[SUPPLIED MATERIAL — start]

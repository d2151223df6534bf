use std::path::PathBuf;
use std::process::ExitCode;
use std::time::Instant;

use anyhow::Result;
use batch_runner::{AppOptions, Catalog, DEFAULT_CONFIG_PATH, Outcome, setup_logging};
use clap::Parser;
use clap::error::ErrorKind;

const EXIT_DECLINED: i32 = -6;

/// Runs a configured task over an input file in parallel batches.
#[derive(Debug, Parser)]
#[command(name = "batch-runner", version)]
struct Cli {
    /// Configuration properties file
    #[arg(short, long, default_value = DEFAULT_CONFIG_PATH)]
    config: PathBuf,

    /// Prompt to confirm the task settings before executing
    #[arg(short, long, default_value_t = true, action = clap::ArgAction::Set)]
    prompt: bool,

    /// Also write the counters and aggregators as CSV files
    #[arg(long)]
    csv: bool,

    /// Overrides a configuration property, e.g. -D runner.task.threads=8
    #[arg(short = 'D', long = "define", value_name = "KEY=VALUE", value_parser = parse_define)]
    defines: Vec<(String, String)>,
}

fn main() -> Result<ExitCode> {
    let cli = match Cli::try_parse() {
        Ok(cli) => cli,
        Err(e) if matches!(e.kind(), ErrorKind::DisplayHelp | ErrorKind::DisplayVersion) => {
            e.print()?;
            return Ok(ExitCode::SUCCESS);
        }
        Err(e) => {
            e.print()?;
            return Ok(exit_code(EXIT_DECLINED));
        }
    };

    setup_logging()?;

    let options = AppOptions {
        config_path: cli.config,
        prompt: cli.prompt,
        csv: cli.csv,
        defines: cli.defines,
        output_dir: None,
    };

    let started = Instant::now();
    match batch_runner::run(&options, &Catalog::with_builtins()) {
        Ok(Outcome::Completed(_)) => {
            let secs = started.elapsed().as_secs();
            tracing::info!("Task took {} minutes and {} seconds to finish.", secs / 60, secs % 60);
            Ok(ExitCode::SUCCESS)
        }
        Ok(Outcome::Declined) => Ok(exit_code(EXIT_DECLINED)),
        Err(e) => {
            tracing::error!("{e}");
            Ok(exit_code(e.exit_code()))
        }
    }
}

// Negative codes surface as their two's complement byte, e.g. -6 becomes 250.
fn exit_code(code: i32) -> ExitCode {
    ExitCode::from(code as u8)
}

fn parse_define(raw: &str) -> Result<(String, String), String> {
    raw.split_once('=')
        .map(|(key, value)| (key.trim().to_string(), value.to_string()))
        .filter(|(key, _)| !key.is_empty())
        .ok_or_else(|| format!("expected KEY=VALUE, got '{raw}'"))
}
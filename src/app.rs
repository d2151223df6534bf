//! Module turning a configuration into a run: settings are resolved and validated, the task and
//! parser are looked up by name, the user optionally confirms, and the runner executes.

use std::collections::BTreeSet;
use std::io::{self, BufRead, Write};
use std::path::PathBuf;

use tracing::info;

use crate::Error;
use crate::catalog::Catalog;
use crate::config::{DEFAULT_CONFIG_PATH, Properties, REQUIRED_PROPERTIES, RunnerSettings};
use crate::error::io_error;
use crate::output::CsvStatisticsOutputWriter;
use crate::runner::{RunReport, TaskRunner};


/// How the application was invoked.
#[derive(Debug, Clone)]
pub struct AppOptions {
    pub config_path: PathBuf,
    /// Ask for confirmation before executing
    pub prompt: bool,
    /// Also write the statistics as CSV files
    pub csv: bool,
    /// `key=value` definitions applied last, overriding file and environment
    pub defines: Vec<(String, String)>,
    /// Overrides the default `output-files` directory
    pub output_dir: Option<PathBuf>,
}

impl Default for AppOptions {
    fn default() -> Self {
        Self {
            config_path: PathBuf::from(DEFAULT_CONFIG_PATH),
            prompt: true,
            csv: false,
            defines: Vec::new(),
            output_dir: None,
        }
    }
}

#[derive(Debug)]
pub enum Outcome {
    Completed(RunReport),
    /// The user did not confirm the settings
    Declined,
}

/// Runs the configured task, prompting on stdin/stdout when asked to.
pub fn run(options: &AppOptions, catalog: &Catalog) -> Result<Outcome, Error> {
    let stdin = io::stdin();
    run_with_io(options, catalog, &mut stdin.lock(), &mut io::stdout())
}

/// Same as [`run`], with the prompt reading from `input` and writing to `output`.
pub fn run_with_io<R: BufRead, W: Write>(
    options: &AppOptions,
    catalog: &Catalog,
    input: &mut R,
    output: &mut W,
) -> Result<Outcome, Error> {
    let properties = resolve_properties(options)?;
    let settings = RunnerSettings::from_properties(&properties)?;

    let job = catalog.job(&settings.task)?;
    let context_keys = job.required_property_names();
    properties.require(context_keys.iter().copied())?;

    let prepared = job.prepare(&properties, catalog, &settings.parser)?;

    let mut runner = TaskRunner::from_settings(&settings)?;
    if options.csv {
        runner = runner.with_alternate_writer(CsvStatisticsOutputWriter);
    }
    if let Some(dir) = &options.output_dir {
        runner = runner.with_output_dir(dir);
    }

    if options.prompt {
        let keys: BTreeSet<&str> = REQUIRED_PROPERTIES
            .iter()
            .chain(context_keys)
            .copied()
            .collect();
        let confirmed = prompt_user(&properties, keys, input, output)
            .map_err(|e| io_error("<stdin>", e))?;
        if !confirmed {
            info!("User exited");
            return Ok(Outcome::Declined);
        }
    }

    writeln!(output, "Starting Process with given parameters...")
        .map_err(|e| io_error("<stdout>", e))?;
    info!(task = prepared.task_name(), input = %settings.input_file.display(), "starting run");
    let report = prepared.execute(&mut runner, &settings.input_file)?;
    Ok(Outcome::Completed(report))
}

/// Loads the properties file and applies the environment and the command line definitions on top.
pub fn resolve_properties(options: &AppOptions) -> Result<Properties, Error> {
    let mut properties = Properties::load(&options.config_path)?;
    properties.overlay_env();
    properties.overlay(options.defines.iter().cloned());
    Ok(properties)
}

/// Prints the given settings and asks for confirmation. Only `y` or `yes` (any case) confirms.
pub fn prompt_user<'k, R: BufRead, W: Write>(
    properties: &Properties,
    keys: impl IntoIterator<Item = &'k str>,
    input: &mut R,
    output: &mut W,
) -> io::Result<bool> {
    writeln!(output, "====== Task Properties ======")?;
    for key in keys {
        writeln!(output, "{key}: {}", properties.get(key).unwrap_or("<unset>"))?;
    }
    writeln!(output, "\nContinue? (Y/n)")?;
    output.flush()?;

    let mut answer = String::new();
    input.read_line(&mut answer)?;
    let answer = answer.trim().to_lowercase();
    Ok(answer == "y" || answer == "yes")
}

[SUPPLIED MATERIAL — finish]
[SUPPLIED MATERIAL — start]

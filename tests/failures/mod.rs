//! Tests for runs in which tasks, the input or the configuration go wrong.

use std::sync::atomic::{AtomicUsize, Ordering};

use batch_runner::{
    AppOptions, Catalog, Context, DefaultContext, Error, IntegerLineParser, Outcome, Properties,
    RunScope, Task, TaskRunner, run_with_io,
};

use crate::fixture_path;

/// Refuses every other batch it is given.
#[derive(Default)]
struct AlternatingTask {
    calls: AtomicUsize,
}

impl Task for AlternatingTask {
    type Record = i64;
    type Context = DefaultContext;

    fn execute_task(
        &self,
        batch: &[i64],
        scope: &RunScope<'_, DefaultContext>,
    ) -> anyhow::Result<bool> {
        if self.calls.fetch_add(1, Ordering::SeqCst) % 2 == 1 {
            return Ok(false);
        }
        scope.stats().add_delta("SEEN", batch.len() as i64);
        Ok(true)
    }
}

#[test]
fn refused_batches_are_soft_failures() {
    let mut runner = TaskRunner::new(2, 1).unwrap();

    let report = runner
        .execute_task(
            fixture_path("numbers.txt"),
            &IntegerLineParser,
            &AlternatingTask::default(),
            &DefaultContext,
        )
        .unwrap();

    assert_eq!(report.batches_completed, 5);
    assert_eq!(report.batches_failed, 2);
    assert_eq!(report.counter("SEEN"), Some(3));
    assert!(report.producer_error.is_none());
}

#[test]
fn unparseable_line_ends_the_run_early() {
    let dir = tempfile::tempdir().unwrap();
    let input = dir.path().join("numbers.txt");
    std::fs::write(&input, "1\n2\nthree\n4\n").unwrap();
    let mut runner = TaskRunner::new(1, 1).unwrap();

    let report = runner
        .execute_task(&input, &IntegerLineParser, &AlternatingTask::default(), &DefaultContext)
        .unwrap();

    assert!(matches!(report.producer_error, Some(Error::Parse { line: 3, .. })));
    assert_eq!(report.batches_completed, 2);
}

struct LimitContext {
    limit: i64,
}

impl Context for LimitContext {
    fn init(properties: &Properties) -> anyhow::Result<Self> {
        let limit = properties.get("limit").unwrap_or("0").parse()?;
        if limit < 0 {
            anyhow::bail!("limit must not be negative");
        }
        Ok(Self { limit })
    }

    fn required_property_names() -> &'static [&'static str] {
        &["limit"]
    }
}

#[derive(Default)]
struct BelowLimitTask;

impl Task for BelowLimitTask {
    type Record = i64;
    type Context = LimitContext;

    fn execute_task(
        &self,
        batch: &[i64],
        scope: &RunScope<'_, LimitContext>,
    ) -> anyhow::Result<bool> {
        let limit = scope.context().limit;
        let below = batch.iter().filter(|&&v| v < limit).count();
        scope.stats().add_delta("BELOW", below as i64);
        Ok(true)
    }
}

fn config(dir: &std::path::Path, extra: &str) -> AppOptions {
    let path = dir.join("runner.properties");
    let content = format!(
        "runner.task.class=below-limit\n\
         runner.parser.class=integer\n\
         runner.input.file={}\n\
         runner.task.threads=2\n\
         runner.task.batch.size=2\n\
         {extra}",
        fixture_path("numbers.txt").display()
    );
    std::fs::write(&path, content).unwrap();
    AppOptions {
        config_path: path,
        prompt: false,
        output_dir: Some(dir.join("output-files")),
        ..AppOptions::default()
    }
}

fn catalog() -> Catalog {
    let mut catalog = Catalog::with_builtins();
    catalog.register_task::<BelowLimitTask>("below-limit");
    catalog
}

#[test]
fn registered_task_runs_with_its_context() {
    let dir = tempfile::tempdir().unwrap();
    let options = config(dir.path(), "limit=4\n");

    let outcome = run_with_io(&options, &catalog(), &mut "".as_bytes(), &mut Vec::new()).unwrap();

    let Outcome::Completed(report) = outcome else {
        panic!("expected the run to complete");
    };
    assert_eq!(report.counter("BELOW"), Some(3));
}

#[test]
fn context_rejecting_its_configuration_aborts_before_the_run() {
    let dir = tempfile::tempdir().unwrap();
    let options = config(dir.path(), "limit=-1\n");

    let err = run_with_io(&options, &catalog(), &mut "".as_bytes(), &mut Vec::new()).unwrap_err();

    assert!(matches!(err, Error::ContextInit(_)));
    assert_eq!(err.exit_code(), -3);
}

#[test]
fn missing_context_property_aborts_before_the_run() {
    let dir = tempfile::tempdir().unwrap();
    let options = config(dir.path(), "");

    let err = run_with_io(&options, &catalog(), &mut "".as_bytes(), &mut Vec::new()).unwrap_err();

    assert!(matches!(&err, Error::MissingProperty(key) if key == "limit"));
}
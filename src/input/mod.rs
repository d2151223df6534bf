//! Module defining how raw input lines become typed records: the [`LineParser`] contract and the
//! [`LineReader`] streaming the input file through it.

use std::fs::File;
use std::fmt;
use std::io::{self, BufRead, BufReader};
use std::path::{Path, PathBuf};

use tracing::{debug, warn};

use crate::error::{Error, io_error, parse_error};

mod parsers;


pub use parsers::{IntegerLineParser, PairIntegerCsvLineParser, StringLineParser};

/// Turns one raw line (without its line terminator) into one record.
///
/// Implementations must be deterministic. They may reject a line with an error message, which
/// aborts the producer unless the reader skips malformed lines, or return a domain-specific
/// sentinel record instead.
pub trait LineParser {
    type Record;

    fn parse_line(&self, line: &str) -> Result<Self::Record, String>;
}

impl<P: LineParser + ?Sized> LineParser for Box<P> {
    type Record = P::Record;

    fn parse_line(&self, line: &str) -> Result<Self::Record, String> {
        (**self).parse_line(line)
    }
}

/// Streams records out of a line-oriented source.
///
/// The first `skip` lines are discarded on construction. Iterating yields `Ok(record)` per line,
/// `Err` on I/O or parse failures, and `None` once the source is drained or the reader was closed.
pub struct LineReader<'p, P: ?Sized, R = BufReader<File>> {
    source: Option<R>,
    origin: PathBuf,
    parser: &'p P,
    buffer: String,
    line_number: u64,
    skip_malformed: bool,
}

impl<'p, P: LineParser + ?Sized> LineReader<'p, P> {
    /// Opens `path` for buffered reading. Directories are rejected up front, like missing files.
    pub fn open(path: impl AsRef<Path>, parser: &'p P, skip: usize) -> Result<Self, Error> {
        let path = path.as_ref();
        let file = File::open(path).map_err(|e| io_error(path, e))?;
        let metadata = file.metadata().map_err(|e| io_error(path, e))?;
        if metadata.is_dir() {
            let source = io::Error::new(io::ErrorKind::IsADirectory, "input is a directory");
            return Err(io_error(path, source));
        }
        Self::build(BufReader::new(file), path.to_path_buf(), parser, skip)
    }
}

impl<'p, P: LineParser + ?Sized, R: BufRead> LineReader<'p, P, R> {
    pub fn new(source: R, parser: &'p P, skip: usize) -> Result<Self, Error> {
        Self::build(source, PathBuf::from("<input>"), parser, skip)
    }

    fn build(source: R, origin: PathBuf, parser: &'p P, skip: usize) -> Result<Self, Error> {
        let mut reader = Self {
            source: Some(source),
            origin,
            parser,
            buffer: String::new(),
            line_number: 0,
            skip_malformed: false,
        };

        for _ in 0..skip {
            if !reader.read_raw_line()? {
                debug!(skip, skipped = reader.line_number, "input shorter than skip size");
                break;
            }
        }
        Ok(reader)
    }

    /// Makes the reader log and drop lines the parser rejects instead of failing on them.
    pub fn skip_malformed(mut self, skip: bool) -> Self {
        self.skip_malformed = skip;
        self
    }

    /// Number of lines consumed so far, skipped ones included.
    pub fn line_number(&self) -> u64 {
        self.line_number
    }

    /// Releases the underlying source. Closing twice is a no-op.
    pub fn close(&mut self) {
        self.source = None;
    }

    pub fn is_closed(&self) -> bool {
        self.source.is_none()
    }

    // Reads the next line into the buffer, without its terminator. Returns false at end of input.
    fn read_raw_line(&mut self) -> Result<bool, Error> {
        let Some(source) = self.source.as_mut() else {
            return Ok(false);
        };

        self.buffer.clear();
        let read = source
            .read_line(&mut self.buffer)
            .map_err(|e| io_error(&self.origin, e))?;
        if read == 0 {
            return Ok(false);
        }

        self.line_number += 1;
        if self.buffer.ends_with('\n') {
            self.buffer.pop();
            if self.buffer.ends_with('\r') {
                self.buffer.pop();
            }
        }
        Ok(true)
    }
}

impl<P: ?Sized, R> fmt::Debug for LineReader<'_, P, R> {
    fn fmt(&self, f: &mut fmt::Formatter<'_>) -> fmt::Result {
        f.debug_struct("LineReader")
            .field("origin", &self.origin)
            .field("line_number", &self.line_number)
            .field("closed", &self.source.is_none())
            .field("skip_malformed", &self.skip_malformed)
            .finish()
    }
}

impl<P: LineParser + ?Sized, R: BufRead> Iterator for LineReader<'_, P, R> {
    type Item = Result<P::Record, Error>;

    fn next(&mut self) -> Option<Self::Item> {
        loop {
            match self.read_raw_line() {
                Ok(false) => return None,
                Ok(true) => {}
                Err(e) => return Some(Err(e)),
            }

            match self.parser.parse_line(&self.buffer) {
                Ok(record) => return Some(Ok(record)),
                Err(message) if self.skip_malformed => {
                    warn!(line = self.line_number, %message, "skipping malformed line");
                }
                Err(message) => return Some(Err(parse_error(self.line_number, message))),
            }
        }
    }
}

[SUPPLIED MATERIAL — finish]

Report each line of the data that includes the string "RunScope".

    RunScope, Task, TaskRunner, run_with_io,
        scope: &RunScope<'_, DefaultContext>,
        scope: &RunScope<'_, LimitContext>,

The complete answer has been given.